» **WHAT YOU ARE ASKED TO DO**
Could you copy the lines below exactly, leaving none out?

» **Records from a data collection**
----------------
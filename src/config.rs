//! Scheduler configuration.
//!
//! Groups the labor-rule policy and the solver settings. Every field has a
//! default matching the reference 28-day / 20-shift policy, so a TOML file
//! only needs to name what it changes:
//!
//! ```toml
//! [policy]
//! quota_days = 18
//! carry_over_boundary = true
//!
//! [solver]
//! feasibility_backend = "cp"
//! stability_backend = "lp"
//! time_limit_ms = 30000
//! ```

use serde::{Deserialize, Serialize};
use std::fs;
use std::path::Path;
use std::time::Duration;

use crate::error::{Result, RosterError};
use crate::models::ShiftTime;
use crate::solver::{BackendKind, SolveLimits};

/// Complete scheduler configuration.
#[derive(Debug, Clone, Default, PartialEq, Serialize, Deserialize)]
#[serde(default)]
pub struct SchedulerConfig {
    /// Labor rules applied to every month block.
    pub policy: RosterPolicy,
    /// Backend selection and limits.
    pub solver: SolverSettings,
}

/// Labor-rule policy for one month block.
#[derive(Debug, Clone, PartialEq, Serialize, Deserialize)]
#[serde(default)]
pub struct RosterPolicy {
    /// Days per month block.
    pub block_length_days: usize,
    /// Exact number of working days per employee and block.
    pub quota_days: usize,
    /// Maximum working days in any window of `max_consecutive_days + 1` days.
    pub max_consecutive_days: usize,
    /// Length of the non-overlapping rest windows.
    pub week_length_days: usize,
    /// Maximum working days per rest window.
    pub max_days_per_week: usize,
    /// Minimum employees per (day, shift) slot.
    pub min_staff_per_shift: usize,
    /// Maximum employees per (day, shift) slot. `None` = unbounded.
    pub max_staff_per_shift: Option<usize>,
    /// Shift types that may only be followed by themselves or a day off.
    pub restricted_shifts: Vec<RestrictedShift>,
    /// Extend consecutive-work and continuation rules across block boundaries.
    pub carry_over_boundary: bool,
}

/// A shift type, identified by its start time, that restricts the next day.
#[derive(Debug, Clone, PartialEq, Eq, Serialize, Deserialize)]
pub struct RestrictedShift {
    /// Label used in logs and audit messages (e.g. "night").
    pub label: String,
    /// Start time that identifies the shift type.
    pub start: ShiftTime,
}

/// Solver backend selection.
#[derive(Debug, Clone, PartialEq, Eq, Serialize, Deserialize)]
#[serde(default)]
pub struct SolverSettings {
    /// Backend for the feasibility phase.
    pub feasibility_backend: BackendKind,
    /// Backend for the stability phase.
    pub stability_backend: BackendKind,
    /// Wall-clock limit per solver call. `None` = unlimited.
    pub time_limit_ms: Option<u64>,
}

impl Default for RosterPolicy {
    fn default() -> Self {
        Self {
            block_length_days: 28,
            quota_days: 20,
            max_consecutive_days: 3,
            week_length_days: 7,
            max_days_per_week: 5,
            min_staff_per_shift: 1,
            max_staff_per_shift: None,
            restricted_shifts: vec![
                RestrictedShift::new("night", ShiftTime::hm(22, 0)),
                RestrictedShift::new("evening", ShiftTime::hm(14, 0)),
            ],
            carry_over_boundary: false,
        }
    }
}

impl Default for SolverSettings {
    fn default() -> Self {
        Self {
            feasibility_backend: BackendKind::Lp,
            stability_backend: BackendKind::Lp,
            time_limit_ms: Some(60_000),
        }
    }
}

impl RestrictedShift {
    /// Creates a restricted-shift marker.
    pub fn new(label: impl Into<String>, start: ShiftTime) -> Self {
        Self {
            label: label.into(),
            start,
        }
    }
}

impl RosterPolicy {
    /// Length of the sliding consecutive-work window.
    #[inline]
    pub fn consecutive_window(&self) -> usize {
        self.max_consecutive_days + 1
    }

    /// Checks internal consistency.
    pub fn validate(&self) -> Result<()> {
        let fail = |msg: String| Err(RosterError::Config(msg));

        if self.block_length_days == 0 {
            return fail("block_length_days must be positive".into());
        }
        if self.quota_days > self.block_length_days {
            return fail(format!(
                "quota_days ({}) exceeds block_length_days ({})",
                self.quota_days, self.block_length_days
            ));
        }
        if self.max_consecutive_days == 0 {
            return fail("max_consecutive_days must be positive".into());
        }
        if self.week_length_days == 0 {
            return fail("week_length_days must be positive".into());
        }
        if self.max_days_per_week > self.week_length_days {
            return fail(format!(
                "max_days_per_week ({}) exceeds week_length_days ({})",
                self.max_days_per_week, self.week_length_days
            ));
        }
        if let Some(max) = self.max_staff_per_shift {
            if max < self.min_staff_per_shift {
                return fail(format!(
                    "max_staff_per_shift ({max}) below min_staff_per_shift ({})",
                    self.min_staff_per_shift
                ));
            }
        }
        Ok(())
    }
}

impl SolverSettings {
    /// Limits passed to every solver call.
    pub fn limits(&self) -> SolveLimits {
        SolveLimits {
            time_limit: self.time_limit_ms.map(Duration::from_millis),
        }
    }
}

impl SchedulerConfig {
    /// Parses a configuration from TOML text.
    pub fn from_toml_str(content: &str) -> Result<Self> {
        let config: SchedulerConfig = toml::from_str(content)?;
        config.validate()?;
        Ok(config)
    }

    /// Loads a configuration from a TOML file.
    pub fn from_file<P: AsRef<Path>>(path: P) -> Result<Self> {
        let content = fs::read_to_string(path.as_ref())?;
        Self::from_toml_str(&content)
    }

    /// Sets the policy.
    pub fn with_policy(mut self, policy: RosterPolicy) -> Self {
        self.policy = policy;
        self
    }

    /// Sets the solver settings.
    pub fn with_solver(mut self, solver: SolverSettings) -> Self {
        self.solver = solver;
        self
    }

    /// Validates the whole configuration.
    pub fn validate(&self) -> Result<()> {
        self.policy.validate()
    }
}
----------------
» **FINAL ANSWER**
filename src/config.rs
//! Scheduler configuration.
//!
//! Groups the labor-rule policy and the solver settings. Every field has a
//! default matching the reference 28-day / 20-shift policy, so a TOML file
//! only needs to name what it changes:
//!
//! ```toml
//! [policy]
//! quota_days = 18
//! carry_over_boundary = true
//!
//! [solver]
//! feasibility_backend = "cp"
//! stability_backend = "lp"
//! time_limit_ms = 30000
//! ```

use serde::{Deserialize, Serialize};
use std::fs;
use std::path::Path;
use std::time::Duration;

use crate::error::{Result, RosterError};
use crate::models::ShiftTime;
use crate::solver::{BackendKind, SolveLimits};

/// Complete scheduler configuration.
#[derive(Debug, Clone, Default, PartialEq, Serialize, Deserialize)]
#[serde(default)]
pub struct SchedulerConfig {
    /// Labor rules applied to every month block.
    pub policy: RosterPolicy,
    /// Backend selection and limits.
    pub solver: SolverSettings,
}

/// Labor-rule policy for one month block.
#[derive(Debug, Clone, PartialEq, Serialize, Deserialize)]
#[serde(default)]
pub struct RosterPolicy {
    /// Days per month block.
    pub block_length_days: usize,
    /// Exact number of working days per employee and block.
    pub quota_days: usize,
    /// Maximum working days in any window of `max_consecutive_days + 1` days.
    pub max_consecutive_days: usize,
    /// Length of the non-overlapping rest windows.
    pub week_length_days: usize,
    /// Maximum working days per rest window.
    pub max_days_per_week: usize,
    /// Minimum employees per (day, shift) slot.
    pub min_staff_per_shift: usize,
    /// Maximum employees per (day, shift) slot. `None` = unbounded.
    pub max_staff_per_shift: Option<usize>,
    /// Shift types that may only be followed by themselves or a day off.
    pub restricted_shifts: Vec<RestrictedShift>,
    /// Extend consecutive-work and continuation rules across block boundaries.
    pub carry_over_boundary: bool,
}

/// A shift type, identified by its start time, that restricts the next day.
#[derive(Debug, Clone, PartialEq, Eq, Serialize, Deserialize)]
pub struct RestrictedShift {
    /// Label used in logs and audit messages (e.g. "night").
    pub label: String,
    /// Start time that identifies the shift type.
    pub start: ShiftTime,
}

/// Solver backend selection.
#[derive(Debug, Clone, PartialEq, Eq, Serialize, Deserialize)]
#[serde(default)]
pub struct SolverSettings {
    /// Backend for the feasibility phase.
    pub feasibility_backend: BackendKind,
    /// Backend for the stability phase.
    pub stability_backend: BackendKind,
    /// Wall-clock limit per solver call. `None` = unlimited.
    pub time_limit_ms: Option<u64>,
}

impl Default for RosterPolicy {
    fn default() -> Self {
        Self {
            block_length_days: 28,
            quota_days: 20,
            max_consecutive_days: 3,
            week_length_days: 7,
            max_days_per_week: 5,
            min_staff_per_shift: 1,
            max_staff_per_shift: None,
            restricted_shifts: vec![
                RestrictedShift::new("night", ShiftTime::hm(22, 0)),
                RestrictedShift::new("evening", ShiftTime::hm(14, 0)),
            ],
            carry_over_boundary: false,
        }
    }
}

impl Default for SolverSettings {
    fn default() -> Self {
        Self {
            feasibility_backend: BackendKind::Lp,
            stability_backend: BackendKind::Lp,
            time_limit_ms: Some(60_000),
        }
    }
}

impl RestrictedShift {
    /// Creates a restricted-shift marker.
    pub fn new(label: impl Into<String>, start: ShiftTime) -> Self {
        Self {
            label: label.into(),
            start,
        }
    }
}

impl RosterPolicy {
    /// Length of the sliding consecutive-work window.
    #[inline]
    pub fn consecutive_window(&self) -> usize {
        self.max_consecutive_days + 1
    }

    /// Checks internal consistency.
    pub fn validate(&self) -> Result<()> {
        let fail = |msg: String| Err(RosterError::Config(msg));

        if self.block_length_days == 0 {
            return fail("block_length_days must be positive".into());
        }
        if self.quota_days > self.block_length_days {
            return fail(format!(
                "quota_days ({}) exceeds block_length_days ({})",
                self.quota_days, self.block_length_days
            ));
        }
        if self.max_consecutive_days == 0 {
            return fail("max_consecutive_days must be positive".into());
        }
        if self.week_length_days == 0 {
            return fail("week_length_days must be positive".into());
        }
        if self.max_days_per_week > self.week_length_days {
            return fail(format!(
                "max_days_per_week ({}) exceeds week_length_days ({})",
                self.max_days_per_week, self.week_length_days
            ));
        }
        if let Some(max) = self.max_staff_per_shift {
            if max < self.min_staff_per_shift {
                return fail(format!(
                    "max_staff_per_shift ({max}) below min_staff_per_shift ({})",
                    self.min_staff_per_shift
                ));
            }
        }
        Ok(())
    }
}

impl SolverSettings {
    /// Limits passed to every solver call.
    pub fn limits(&self) -> SolveLimits {
        SolveLimits {
            time_limit: self.time_limit_ms.map(Duration::from_millis),
        }
    }
}

impl SchedulerConfig {
    /// Parses a configuration from TOML text.
    pub fn from_toml_str(content: &str) -> Result<Self> {
        let config: SchedulerConfig = toml::from_str(content)?;
        config.validate()?;
        Ok(config)
    }

    /// Loads a configuration from a TOML file.
    pub fn from_file<P: AsRef<Path>>(path: P) -> Result<Self> {
        let content = fs::read_to_string(path.as_ref())?;
        Self::from_toml_str(&content)
    }

    /// Sets the policy.
    pub fn with_policy(mut self, policy: RosterPolicy) -> Self {
        self.policy = policy;
        self
    }

    /// Sets the solver settings.
    pub fn with_solver(mut self, solver: SolverSettings) -> Self {
        self.solver = solver;
        self
    }

    /// Validates the whole configuration.
    pub fn validate(&self) -> Result<()> {
        self.policy.validate()
    }
}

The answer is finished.